------ Material for this task

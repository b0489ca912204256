// LogScope - core/export.rs
//
// Size-capped scroll export of matched log lines to an async sink.
//
// Lifecycle of one export:
//   open scroll -> write page -> advance -> ... -> empty page | cap reached
// The backend cursor obtained along the way is released exactly once on
// every exit path, including failures. Release failures are logged only.

use crate::core::backend::SearchBackend;
use crate::core::model::ExportResult;
use crate::core::query::AssembledQuery;
use crate::util::constants::{
    MESSAGE_FIELD, SCROLL_ID_LOG_PREFIX, SCROLL_KEEP_ALIVE, SCROLL_PAGE_SIZE,
};
use crate::util::error::{ExportError, TransportError};
use serde_json::Value;
use tokio::io::{AsyncWrite, AsyncWriteExt};

/// Paginated exporter. Holds only fixed paging parameters, so one value can
/// serve any number of requests.
#[derive(Debug, Clone)]
pub struct ScrollExporter {
    page_size: usize,
    keep_alive: String,
}

impl Default for ScrollExporter {
    fn default() -> Self {
        Self::new(SCROLL_PAGE_SIZE, SCROLL_KEEP_ALIVE)
    }
}

impl ScrollExporter {
    pub fn new(page_size: usize, keep_alive: impl Into<String>) -> Self {
        Self {
            page_size: page_size.max(1),
            keep_alive: keep_alive.into(),
        }
    }

    /// Write the `message` field of every hit of `query` over `index` to
    /// `sink`, one per line in ascending timestamp order, stopping once
    /// `max_size` lines have been written.
    ///
    /// `truncated` is set when the export stopped because the cap was
    /// reached. The sink is flushed on success.
    pub async fn export<W>(
        &self,
        backend: &dyn SearchBackend,
        index: &str,
        query: &AssembledQuery,
        max_size: usize,
        sink: &mut W,
    ) -> Result<ExportResult, ExportError>
    where
        W: AsyncWrite + Unpin + Send,
    {
        let body = query.to_export_body();
        tracing::debug!(index, max_size, dsl = %body, "Starting scroll export");

        let mut cursor = Cursor::default();
        let outcome = self
            .drain(backend, index, &body, max_size, sink, &mut cursor)
            .await;
        cursor.release(backend).await;

        match &outcome {
            Ok(result) => tracing::info!(
                index,
                count = result.count,
                truncated = result.truncated,
                "Scroll export finished"
            ),
            Err(e) => tracing::warn!(index, error = %e, "Scroll export failed"),
        }
        outcome
    }

    async fn drain<W>(
        &self,
        backend: &dyn SearchBackend,
        index: &str,
        body: &Value,
        max_size: usize,
        sink: &mut W,
        cursor: &mut Cursor,
    ) -> Result<ExportResult, ExportError>
    where
        W: AsyncWrite + Unpin + Send,
    {
        let mut result = ExportResult::default();
        let mut page = backend
            .open_scroll(index, body, self.page_size, &self.keep_alive)
            .await?;

        loop {
            let next = page.scroll_id.take();
            cursor.track(next.clone());

            if page.hits.is_empty() {
                break;
            }
            tracing::trace!(index, hits = page.hits.len(), "Scroll page received");

            for hit in &page.hits {
                if result.count >= max_size {
                    break;
                }
                let mut line = hit.text(MESSAGE_FIELD);
                line.push('\n');
                sink.write_all(line.as_bytes())
                    .await
                    .map_err(ExportError::Sink)?;
                result.count += 1;
            }

            // Stop at the cap without asking the backend for more.
            if result.count >= max_size {
                result.truncated = true;
                break;
            }

            let scroll_id = next.ok_or_else(|| TransportError::Malformed {
                operation: "scroll",
                reason: "non-empty page carried no scroll id".to_string(),
            })?;
            page = backend.scroll(&scroll_id, &self.keep_alive).await?;
        }

        sink.flush().await.map_err(ExportError::Sink)?;
        Ok(result)
    }
}

/// The backend scroll handle of one export.
///
/// Tracks the most recent id the backend handed out; `release` consumes the
/// cursor, so it can run at most once.
#[derive(Debug, Default)]
struct Cursor {
    id: Option<String>,
}

impl Cursor {
    fn track(&mut self, id: Option<String>) {
        if id.is_some() {
            self.id = id;
        }
    }

    async fn release(self, backend: &dyn SearchBackend) {
        let Some(id) = self.id else {
            return;
        };
        let shown: String = id.chars().take(SCROLL_ID_LOG_PREFIX).collect();
        match backend.clear_scroll(&id).await {
            Ok(()) => tracing::debug!(scroll_id = %shown, "Scroll cursor released"),
            Err(e) => tracing::warn!(
                scroll_id = %shown,
                error = %e,
                "Failed to release scroll cursor; it will expire on its own"
            ),
        }
    }
}

#[cfg(test)]
mod tests {
    use super::*;
    use crate::core::backend::{FieldCaps, Hit, ScrollPage};
    use crate::core::model::{Clause, TimeRange};
    use async_trait::async_trait;
    use serde_json::json;
    use std::io;
    use std::pin::Pin;
    use std::sync::Mutex;
    use std::task::{Context, Poll};

    /// Serves pre-built pages; scroll ids are `sid-<page index>`.
    #[derive(Default)]
    struct PagedBackend {
        pages: Vec<Vec<Value>>,
        fail_advance_at: Option<usize>,
        fail_open: bool,
        fail_clear: bool,
        omit_ids: bool,
        served: Mutex<usize>,
        cleared: Mutex<Vec<String>>,
    }

    impl PagedBackend {
        fn with_messages(messages: &[&str], page_size: usize) -> Self {
            let docs: Vec<Value> = messages.iter().map(|m| json!({ "message": m })).collect();
            Self {
                pages: docs.chunks(page_size).map(<[Value]>::to_vec).collect(),
                ..Self::default()
            }
        }

        fn page(&self, n: usize) -> ScrollPage {
            let hits = self
                .pages
                .get(n)
                .map(|docs| {
                    docs.iter()
                        .map(|d| serde_json::from_value::<Hit>(json!({ "_source": d })).unwrap())
                        .collect()
                })
                .unwrap_or_default();
            ScrollPage {
                scroll_id: (!self.omit_ids).then(|| format!("sid-{n}")),
                hits,
            }
        }

        fn cleared(&self) -> Vec<String> {
            self.cleared.lock().unwrap().clone()
        }
    }

    #[async_trait]
    impl SearchBackend for PagedBackend {
        async fn field_caps(&self, _: &str, _: &[String]) -> Result<FieldCaps, TransportError> {
            unreachable!()
        }

        async fn open_scroll(
            &self,
            _index: &str,
            body: &Value,
            page_size: usize,
            keep_alive: &str,
        ) -> Result<ScrollPage, TransportError> {
            assert_eq!(page_size, SCROLL_PAGE_SIZE);
            assert_eq!(keep_alive, SCROLL_KEEP_ALIVE);
            assert_eq!(body["sort"][0]["@timestamp"]["order"], "asc");
            if self.fail_open {
                return Err(TransportError::Status {
                    operation: "search",
                    status: 400,
                    body: "parse_exception".into(),
                });
            }
            *self.served.lock().unwrap() = 0;
            Ok(self.page(0))
        }

        async fn scroll(&self, scroll_id: &str, _: &str) -> Result<ScrollPage, TransportError> {
            let mut served = self.served.lock().unwrap();
            assert_eq!(scroll_id, format!("sid-{}", *served));
            *served += 1;
            if self.fail_advance_at == Some(*served) {
                return Err(TransportError::Status {
                    operation: "scroll",
                    status: 404,
                    body: "search_context_missing_exception".into(),
                });
            }
            Ok(self.page(*served))
        }

        async fn clear_scroll(&self, scroll_id: &str) -> Result<(), TransportError> {
            self.cleared.lock().unwrap().push(scroll_id.to_string());
            if self.fail_clear {
                return Err(TransportError::Status {
                    operation: "clear_scroll",
                    status: 500,
                    body: String::new(),
                });
            }
            Ok(())
        }

        async fn search(&self, _: &str, _: &Value) -> Result<Value, TransportError> {
            unreachable!()
        }
    }

    /// Sink that rejects every write.
    struct BrokenSink;

    impl AsyncWrite for BrokenSink {
        fn poll_write(
            self: Pin<&mut Self>,
            _: &mut Context<'_>,
            _: &[u8],
        ) -> Poll<io::Result<usize>> {
            Poll::Ready(Err(io::Error::new(io::ErrorKind::Other, "no space left")))
        }
        fn poll_flush(self: Pin<&mut Self>, _: &mut Context<'_>) -> Poll<io::Result<()>> {
            Poll::Ready(Ok(()))
        }
        fn poll_shutdown(self: Pin<&mut Self>, _: &mut Context<'_>) -> Poll<io::Result<()>> {
            Poll::Ready(Ok(()))
        }
    }

    fn query() -> AssembledQuery {
        AssembledQuery::new(
            "*",
            TimeRange::default(),
            vec![Clause::Phrase {
                key: "level".into(),
                value: "error".into(),
            }],
        )
    }

    async fn run(
        backend: &PagedBackend,
        max_size: usize,
    ) -> (Result<ExportResult, ExportError>, String) {
        let mut sink: Vec<u8> = Vec::new();
        let result = ScrollExporter::default()
            .export(backend, "logs", &query(), max_size, &mut sink)
            .await;
        (result, String::from_utf8(sink).unwrap())
    }

    #[tokio::test]
    async fn test_no_matches() {
        let backend = PagedBackend::with_messages(&[], 2);
        let (result, out) = run(&backend, 10).await;
        assert_eq!(result.unwrap(), ExportResult { count: 0, truncated: false });
        assert!(out.is_empty());
        assert_eq!(backend.cleared(), vec!["sid-0"]);
    }

    #[tokio::test]
    async fn test_all_pages_written_in_order() {
        let backend = PagedBackend::with_messages(&["a", "b", "c", "d", "e"], 2);
        let (result, out) = run(&backend, 100).await;
        assert_eq!(result.unwrap(), ExportResult { count: 5, truncated: false });
        assert_eq!(out, "a\nb\nc\nd\ne\n");
        // Released once, with the latest handle.
        assert_eq!(backend.cleared(), vec!["sid-3"]);
    }

    #[tokio::test]
    async fn test_cap_reached_mid_page() {
        let backend = PagedBackend::with_messages(&["1", "2", "3", "4", "5", "6"], 4);
        let (result, out) = run(&backend, 3).await;
        assert_eq!(result.unwrap(), ExportResult { count: 3, truncated: true });
        assert_eq!(out, "1\n2\n3\n");
        assert_eq!(backend.cleared(), vec!["sid-0"]);
    }

    #[tokio::test]
    async fn test_one_more_document_than_cap() {
        let backend = PagedBackend::with_messages(&["1", "2", "3"], 1);
        let (result, out) = run(&backend, 2).await;
        let result = result.unwrap();
        assert_eq!(result.count, 2);
        assert!(result.truncated);
        assert_eq!(out.lines().count(), 2);
    }

    #[tokio::test]
    async fn test_exactly_cap_documents_is_truncated() {
        let backend = PagedBackend::with_messages(&["1", "2", "3"], 2);
        let (result, out) = run(&backend, 3).await;
        assert_eq!(result.unwrap(), ExportResult { count: 3, truncated: true });
        assert_eq!(out, "1\n2\n3\n");
        // The cap is hit on the second page; no third page is requested.
        assert_eq!(*backend.served.lock().unwrap(), 1);
        assert_eq!(backend.cleared(), vec!["sid-1"]);
    }

    #[tokio::test]
    async fn test_cap_on_page_boundary_does_not_advance() {
        let backend = PagedBackend::with_messages(&["1", "2", "3", "4"], 2);
        let (result, out) = run(&backend, 2).await;
        assert_eq!(result.unwrap(), ExportResult { count: 2, truncated: true });
        assert_eq!(out, "1\n2\n");
        assert_eq!(*backend.served.lock().unwrap(), 0);
        assert_eq!(backend.cleared(), vec!["sid-0"]);
    }

    #[tokio::test]
    async fn test_zero_cap_writes_nothing() {
        let backend = PagedBackend::with_messages(&["a", "b"], 2);
        let (result, out) = run(&backend, 0).await;
        assert_eq!(result.unwrap(), ExportResult { count: 0, truncated: true });
        assert!(out.is_empty());
        assert_eq!(backend.cleared(), vec!["sid-0"]);

        let empty = PagedBackend::with_messages(&[], 2);
        let (result, out) = run(&empty, 0).await;
        assert_eq!(result.unwrap(), ExportResult { count: 0, truncated: false });
        assert!(out.is_empty());
        assert_eq!(empty.cleared(), vec!["sid-0"]);
    }

    #[tokio::test]
    async fn test_missing_and_non_string_messages() {
        let backend = PagedBackend {
            pages: vec![vec![
                json!({}),
                json!({ "message": { "k": 1 } }),
                json!({ "message": "x" }),
            ]],
            ..PagedBackend::default()
        };
        let (result, out) = run(&backend, 10).await;
        assert_eq!(result.unwrap().count, 3);
        assert_eq!(out, "\n{\"k\":1}\nx\n");
    }

    #[tokio::test]
    async fn test_advance_failure_still_releases_once() {
        let backend = PagedBackend {
            fail_advance_at: Some(2),
            ..PagedBackend::with_messages(&["a", "b", "c", "d", "e"], 2)
        };
        let (result, out) = run(&backend, 100).await;
        assert!(matches!(
            result,
            Err(ExportError::Transport(TransportError::Status { status: 404, .. }))
        ));
        // Partial output stays in the sink.
        assert_eq!(out, "a\nb\nc\nd\n");
        assert_eq!(backend.cleared(), vec!["sid-1"]);
    }

    #[tokio::test]
    async fn test_open_failure_has_nothing_to_release() {
        let backend = PagedBackend {
            fail_open: true,
            ..PagedBackend::default()
        };
        let (result, _) = run(&backend, 10).await;
        assert!(matches!(result, Err(ExportError::Transport(_))));
        assert!(backend.cleared().is_empty());
    }

    #[tokio::test]
    async fn test_sink_failure_is_sink_error_and_releases() {
        let backend = PagedBackend::with_messages(&["a"], 1);
        let mut sink = BrokenSink;
        let result = ScrollExporter::default()
            .export(&backend, "logs", &query(), 10, &mut sink)
            .await;
        assert!(matches!(result, Err(ExportError::Sink(_))));
        assert_eq!(backend.cleared(), vec!["sid-0"]);
    }

    #[tokio::test]
    async fn test_missing_scroll_id_cannot_advance() {
        let backend = PagedBackend {
            omit_ids: true,
            ..PagedBackend::with_messages(&["a", "b", "c"], 2)
        };
        let (result, _) = run(&backend, 10).await;
        assert!(matches!(
            result,
            Err(ExportError::Transport(TransportError::Malformed { .. }))
        ));
        assert!(backend.cleared().is_empty());
    }

    #[tokio::test]
    async fn test_release_failure_is_suppressed() {
        let backend = PagedBackend {
            fail_clear: true,
            ..PagedBackend::with_messages(&["a"], 5)
        };
        let (result, out) = run(&backend, 10).await;
        assert_eq!(result.unwrap().count, 1);
        assert_eq!(out, "a\n");
        assert_eq!(backend.cleared().len(), 1);
    }
}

------------

• Task item: Using the entries above, give again exactly the lines from the line holding "an async sink." through the line holding "are logged only.". Include both end lines and nothing else.

• Final answer:
// Size-capped scroll export of matched log lines to an async sink.
//
// Lifecycle of one export:
//   open scroll -> write page -> advance -> ... -> empty page | cap reached
// The backend cursor obtained along the way is released exactly once on
// every exit path, including failures. Release failures are logged only.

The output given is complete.